What does this mean? If we are honest, security is often viewed as a grudge purchase. Imagine a boardroom where a Chief Information Security Officer requests a budget of R10-million based on detailed threat modelling. The board reviews this and counters with approving R6-million. That R4-million difference is not a savings for the business. It is an unmitigated financial risk that the business has chosen to absorb. This is an important insight – the C-suite needs to translate technical vulnerabilities into bottom-line exposure.
Defining acceptable risk
Cybersecurity is not binary. In other words, you are not “safe” or “breached”. Cybersecurity is entirely about an organisation’s specific appetite for risk. By way of analogy, imagine two people walking into a Las Vegas casino with $200. They make their way to the roulette tables, where the first person puts the entire $200 on a single, high-risk number. That’s a high tolerance for risk. The second person spreads the bet across multiple, defensive layers.
Businesses, especially enterprise-level financial services institutions, are burdened by complex legacy systems, which work. Because of this, they cannot eliminate risk entirely. Therefore, they need to define what “acceptable risk” looks like and then strategically map out which of their systems are uniquely vulnerable.

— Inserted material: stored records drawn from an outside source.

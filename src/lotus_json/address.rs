// Copyright 2019-2026 ChainSafe Systems
// SPDX-License-Identifier: Apache-2.0, MIT

use super::*;
use fvm_shared4::address::Address;

#[derive(Serialize, Deserialize)]
pub struct AddressLotusJson(#[serde(with = "stringify")] Address);

impl HasLotusJson for Address {
    type LotusJson = AddressLotusJson;

    #[cfg(test)]
    fn snapshots() -> Vec<(serde_json::Value, Self)> {
        vec![(json!("f00"), Address::new_id(0))]
    }

    fn into_lotus_json(self) -> Self::LotusJson {
        AddressLotusJson(self)
    }

    fn from_lotus_json(AddressLotusJson(address): Self::LotusJson) -> Self {
        address
    }
}
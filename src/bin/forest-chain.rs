// Copyright 2019-2026 ChainSafe Systems
// SPDX-License-Identifier: Apache-2.0, MIT

#[tokio::main(flavor = "multi_thread")]
async fn main() -> anyhow::Result<()> {
    forest_chain_store::forest_chain_main(std::env::args_os()).await
}
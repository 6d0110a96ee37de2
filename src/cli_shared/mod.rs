// Copyright 2019-2026 ChainSafe Systems
// SPDX-License-Identifier: Apache-2.0, MIT

pub mod cli;
pub mod logger;

use std::path::PathBuf;
use std::sync::Arc;

use anyhow::Context as _;

use crate::chain::ChainStore;
use crate::cli_shared::cli::{Config, ConfigPath, find_config_path};
use crate::db::db_engine::{Db, db_root, open_db};

/// Gets chain data directory
pub fn chain_path(config: &Config) -> PathBuf {
    config.client.data_dir.join(&config.client.network_name)
}

pub fn read_config(config_path_opt: Option<&PathBuf>) -> anyhow::Result<(Option<ConfigPath>, Config)> {
    let (path, config) = match find_config_path(config_path_opt) {
        Some(path) => {
            let toml = std::fs::read_to_string(path.to_path_buf())
                .with_context(|| format!("failed to read {}", path.to_path_buf().display()))?;
            let config = toml::from_str(&toml)
                .with_context(|| format!("invalid configuration {}", path.to_path_buf().display()))?;
            (Some(path), config)
        }
        None => (None, Config::default()),
    };
    Ok((path, config))
}

/// Opens the database under [`chain_path`], creating it if needed, and the
/// chain store over it.
pub fn open_chain_store(config: &Config) -> anyhow::Result<ChainStore<Db>> {
    let path = db_root(&chain_path(config));
    std::fs::create_dir_all(&path)
        .with_context(|| format!("failed to create {}", path.display()))?;
    let db = open_db(&path, config.db_config())?;
    Ok(ChainStore::new(Arc::new(db), config.chain_store.clone())?)
}

#[cfg(test)]
mod tests {
    use super::*;
    use crate::cli_shared::cli::Client;

    #[test]
    fn cli_path_wins() {
        let path = PathBuf::from("forest-chain.toml");
        assert_eq!(find_config_path(Some(&path)), Some(ConfigPath::Cli(path)));
    }

    #[test]
    fn read_config_with_path() {
        let dir = tempfile::tempdir().unwrap();
        let default_config = Config {
            client: Client {
                data_dir: dir.path().to_path_buf(),
                network_name: "testnet".into(),
            },
            ..Default::default()
        };
        let path = dir.path().join("config.toml");
        std::fs::write(&path, toml::to_string(&default_config).unwrap()).unwrap();

        let (config_path, config) = read_config(Some(&path)).unwrap();

        assert_eq!(config_path.unwrap(), ConfigPath::Cli(path));
        assert_eq!(config, default_config);
        assert_eq!(chain_path(&config), dir.path().join("testnet"));
    }

    #[test]
    fn missing_config_file_is_an_error() {
        let dir = tempfile::tempdir().unwrap();
        let path = dir.path().join("nope.toml");
        assert!(read_config(Some(&path)).is_err());
    }

    #[test]
    fn open_chain_store_twice_keeps_head() {
        let dir = tempfile::tempdir().unwrap();
        let config = Config {
            client: Client {
                data_dir: dir.path().to_path_buf(),
                ..Default::default()
            },
            ..Default::default()
        };
        let genesis = {
            let cs = open_chain_store(&config).unwrap();
            let genesis =
                crate::genesis::init_genesis(cs.blockstore().as_ref(), &cs, "testnet").unwrap();
            cs.set_head(Arc::new(genesis.clone().into())).unwrap();
            genesis
        };
        let cs = open_chain_store(&config).unwrap();
        assert_eq!(cs.head().unwrap().cids(), &[genesis.cid()]);
    }
}
// Copyright 2019-2026 ChainSafe Systems
// SPDX-License-Identifier: Apache-2.0, MIT

use super::*;
use crate::blocks::TipsetKey;
use ::cid::Cid;

impl HasLotusJson for TipsetKey {
    type LotusJson = <Vec<Cid> as HasLotusJson>::LotusJson;

    #[cfg(test)]
    fn snapshots() -> Vec<(serde_json::Value, Self)> {
        vec![
            (json!([{"/": "baeaaaaa"}]), TipsetKey::from(Cid::default())),
            (json!(null), TipsetKey::default()),
        ]
    }

    fn into_lotus_json(self) -> Self::LotusJson {
        self.into_cids().into_lotus_json()
    }

    fn from_lotus_json(lotus_json: Self::LotusJson) -> Self {
        Vec::<Cid>::from_lotus_json(lotus_json).into()
    }
}
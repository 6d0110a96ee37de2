// Copyright 2019-2026 ChainSafe Systems
// SPDX-License-Identifier: Apache-2.0, MIT

//! Persistent chain store for a Filecoin-style blockchain.
//!
//! Blocks are content addressed (DAG-CBOR, BLAKE2b-256 CIDs) and grouped
//! into tipsets. The [`ChainStore`] keeps the current head, an index from
//! tipset to state root, and walks the chain back to genesis as a lazy
//! stream.

pub mod blocks;
pub mod chain;
pub mod cid_collections;
mod cli;
pub mod cli_shared;
pub mod db;
pub mod genesis;
pub mod lotus_json;
pub mod message;
#[cfg(test)]
mod test_utils;
pub mod utils;

pub use blocks::{Block, ChainEpoch, Tipset, TipsetAndState, TipsetKey};
pub use chain::{ChainStore, ChainStoreConfig, Error, HeadChange};
pub use cli::main::main as forest_chain_main;
pub use cli_shared::cli::{Client, Config};
pub use db::{MemoryDB, ParityDb};
pub use genesis::init_genesis;
// Copyright 2019-2026 ChainSafe Systems
// SPDX-License-Identifier: Apache-2.0, MIT

mod chain_cmd;
mod config_cmd;
mod dag_cmd;
mod init_cmd;

pub(super) use self::{
    chain_cmd::ChainCommands, config_cmd::ConfigCommands, dag_cmd::DagCommands,
    init_cmd::InitCommand,
};
use crate::cli_shared::cli::{CliOpts, Config};
use crate::lotus_json::HasLotusJson;
use clap::Parser;

/// Command line interface over a local chain store
#[derive(Parser)]
#[command(name = env!("CARGO_PKG_NAME"), bin_name = "forest-chain", author = env!("CARGO_PKG_AUTHORS"), version = env!("CARGO_PKG_VERSION"), about = env!("CARGO_PKG_DESCRIPTION"))]
pub struct Cli {
    #[command(flatten)]
    pub opts: CliOpts,
    #[command(subcommand)]
    pub cmd: Subcommand,
}

/// Sub-commands available.
#[derive(clap::Subcommand, Debug)]
pub enum Subcommand {
    /// Write the genesis block and make it the head of an empty store
    Init(InitCommand),

    /// Inspect or move the chain head
    #[command(subcommand)]
    Chain(ChainCommands),

    /// Read raw objects from the block store
    #[command(subcommand)]
    Dag(DagCommands),

    /// Manage configuration
    #[command(subcommand)]
    Config(ConfigCommands),
}

impl Subcommand {
    pub async fn run(self, config: &Config) -> anyhow::Result<()> {
        match self {
            Self::Init(cmd) => cmd.run(config),
            Self::Chain(cmd) => cmd.run(config).await,
            Self::Dag(cmd) => cmd.run(config),
            Self::Config(cmd) => cmd.run(config, &mut std::io::stdout()),
        }
    }
}

/// Prints the lotus JSON of `obj`, indented.
pub(super) fn print_pretty_lotus_json<T: HasLotusJson>(obj: T) -> anyhow::Result<()> {
    println!("{}", obj.into_lotus_json_string_pretty()?);
    Ok(())
}
// Copyright 2019-2026 ChainSafe Systems
// SPDX-License-Identifier: Apache-2.0, MIT

use super::*;

#[derive(Serialize, Deserialize)]
pub struct VecU8LotusJson(#[serde(with = "base64_standard")] Vec<u8>);

impl HasLotusJson for Vec<u8> {
    type LotusJson = VecU8LotusJson;

    #[cfg(test)]
    fn snapshots() -> Vec<(serde_json::Value, Self)> {
        vec![
            (json!("aGVsbG8gd29ybGQh"), Vec::from_iter(*b"hello world!")),
            (json!(""), vec![]),
        ]
    }

    fn into_lotus_json(self) -> Self::LotusJson {
        VecU8LotusJson(self)
    }

    fn from_lotus_json(VecU8LotusJson(bytes): Self::LotusJson) -> Self {
        bytes
    }
}
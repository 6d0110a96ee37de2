// Copyright 2019-2026 ChainSafe Systems
// SPDX-License-Identifier: Apache-2.0, MIT

use ahash::HashMap;

use crate::blocks::{ChainEpoch, TipsetAndState, TipsetKey};

/// Tracks indexed tipsets and their state roots by parents and height, so
/// that siblings of a tipset can be found without touching the database.
#[derive(Debug, Default)]
pub struct TipIndex {
    by_parents_and_height: HashMap<(TipsetKey, ChainEpoch), Vec<TipsetAndState>>,
}

impl TipIndex {
    /// Adds an entry. Returns `false` if an entry with the same tipset key is
    /// already tracked.
    pub fn put(&mut self, entry: TipsetAndState) -> bool {
        let slot = self
            .by_parents_and_height
            .entry((entry.tipset.parents().clone(), entry.tipset.height()))
            .or_default();
        if slot.iter().any(|known| known.key() == entry.key()) {
            return false;
        }
        slot.push(entry);
        true
    }

    pub fn get(&self, parents: &TipsetKey, height: ChainEpoch) -> &[TipsetAndState] {
        self.by_parents_and_height
            .get(&(parents.clone(), height))
            .map(Vec::as_slice)
            .unwrap_or_default()
    }

    pub fn has(&self, parents: &TipsetKey, height: ChainEpoch) -> bool {
        !self.get(parents, height).is_empty()
    }

    /// Number of tracked entries.
    pub fn len(&self) -> usize {
        self.by_parents_and_height.values().map(Vec::len).sum()
    }

    pub fn is_empty(&self) -> bool {
        self.by_parents_and_height.is_empty()
    }
}
// Copyright 2019-2026 ChainSafe Systems
// SPDX-License-Identifier: Apache-2.0, MIT

pub mod common;

use std::sync::Arc;

use forest_chain_store::cli_shared::open_chain_store;
use forest_chain_store::{Block, Client, Config, Tipset, TipsetKey};
use predicates::prelude::*;
use tempfile::TempDir;

use crate::common::{CommonArgs, cli, init};

fn stdout_of(args: &[&str], data_dir: &TempDir) -> String {
    let output = cli()
        .common_args(data_dir.path())
        .args(args)
        .assert()
        .success()
        .get_output()
        .stdout
        .clone();
    String::from_utf8(output).unwrap()
}

#[test]
fn head_before_init_fails() {
    let data_dir = TempDir::new().unwrap();
    cli()
        .common_args(data_dir.path())
        .args(["chain", "head"])
        .assert()
        .failure()
        .stderr(predicate::str::contains("heaviest tipset not found"));
}

#[test]
fn init_sets_genesis_as_head() {
    let data_dir = TempDir::new().unwrap();
    let genesis = init(data_dir.path());

    let head: Vec<String> =
        serde_json::from_str(&stdout_of(&["chain", "head"], &data_dir)).unwrap();
    assert_eq!(head, vec![genesis]);
}

#[test]
fn init_twice_yields_same_genesis() {
    let data_dir = TempDir::new().unwrap();
    let first = init(data_dir.path());
    let second = init(data_dir.path());
    assert_eq!(first, second);
}

#[test]
fn genesis_depends_on_network_name() {
    let a = TempDir::new().unwrap();
    let b = TempDir::new().unwrap();
    let genesis_a = init(a.path());
    let output = cli()
        .common_args(b.path())
        .args(["--network-name", "othernet", "init"])
        .assert()
        .success()
        .get_output()
        .stdout
        .clone();
    assert_ne!(String::from_utf8(output).unwrap().trim(), genesis_a);
}

#[test]
fn ls_prints_genesis_tipset() {
    let data_dir = TempDir::new().unwrap();
    let genesis = init(data_dir.path());

    let stdout = stdout_of(&["chain", "ls", "--timeout", "5"], &data_dir);
    let lines: Vec<&str> = stdout.lines().collect();
    assert_eq!(lines.len(), 1);
    let tipset: serde_json::Value = serde_json::from_str(lines[0]).unwrap();
    assert_eq!(tipset[0]["Height"], 0);
    assert_eq!(tipset[0]["Parents"], serde_json::Value::Null);

    let block: serde_json::Value =
        serde_json::from_str(&stdout_of(&["chain", "block", &genesis], &data_dir)).unwrap();
    assert_eq!(block, tipset[0]);
}

#[test]
fn dag_get_prints_block_or_hex() {
    let data_dir = TempDir::new().unwrap();
    let genesis = init(data_dir.path());

    let block: serde_json::Value =
        serde_json::from_str(&stdout_of(&["dag", "get", &genesis], &data_dir)).unwrap();
    let state_root = block["StateRoot"]["/"].as_str().unwrap().to_string();

    let state = stdout_of(&["dag", "get", &state_root], &data_dir);
    assert!(hex::decode(state.trim()).is_ok(), "{state}");
}

#[test]
fn set_head_to_unknown_tipset_fails() {
    let data_dir = TempDir::new().unwrap();
    let genesis = init(data_dir.path());
    let elsewhere = TempDir::new().unwrap();
    let unknown = String::from_utf8(
        cli()
            .common_args(elsewhere.path())
            .args(["--network-name", "othernet", "init"])
            .assert()
            .success()
            .get_output()
            .stdout
            .clone(),
    )
    .unwrap();

    cli()
        .common_args(data_dir.path())
        .args(["chain", "set-head", unknown.trim()])
        .assert()
        .failure()
        .stderr(predicate::str::contains("tipset not found"));

    cli()
        .common_args(data_dir.path())
        .args(["chain", "set-head", &genesis])
        .assert()
        .success();
}

#[test]
fn ls_fails_on_missing_parent() {
    let data_dir = TempDir::new().unwrap();
    let genesis = init(data_dir.path());
    let config = Config {
        client: Client {
            data_dir: data_dir.path().to_path_buf(),
            ..Default::default()
        },
        ..Default::default()
    };
    let missing = Block {
        parents: TipsetKey::from(genesis.parse::<cid::Cid>().unwrap()),
        height: 1,
        nonce: 1,
        ..Default::default()
    };
    let head = Block {
        parents: TipsetKey::from(missing.cid()),
        height: 2,
        ..Default::default()
    };
    {
        let cs = open_chain_store(&config).unwrap();
        cs.set_head(Arc::new(Tipset::from(head))).unwrap();
    }

    let output = cli()
        .common_args(data_dir.path())
        .args(["chain", "ls", "--timeout", "5"])
        .assert()
        .failure()
        .stderr(predicate::str::contains(format!(
            "failed to get block {}",
            missing.cid()
        )))
        .get_output()
        .stdout
        .clone();
    let stdout = String::from_utf8(output).unwrap();
    let lines: Vec<&str> = stdout.lines().collect();
    assert_eq!(lines.len(), 1);
    let tipset: serde_json::Value = serde_json::from_str(lines[0]).unwrap();
    assert_eq!(tipset[0]["Height"], 2);
}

Remember, risk is not just about hackers – it is also about accessibility. For example, a bank or insurer’s risk profile is complicated by the need to broaden the client base and bolster social and financial inclusion. If a bank tightens security by forcing app-only biometrics in all interactions with the customer, it risks alienating its least tech-savvy customers. In many cases, this forces organisations to rely on legacy SMS, which comes with vulnerabilities, creating a permanent risk window that the board must acknowledge.
The hidden cost of friction
The whole point of cybersecurity is to try to keep digital infrastructure safe. Yet, as we all know, hyper-aggressive security can, ironically, also be damaging to the bottom line if it disrupts operations. Organisations, then, need to work with platforms and partners that are known for reducing false positives, where security software blocks legitimate business. In high-volume environments, such as trading floors or during busy periods, a system disruption of just a few minutes has a meaningful, quantifiable financial cost.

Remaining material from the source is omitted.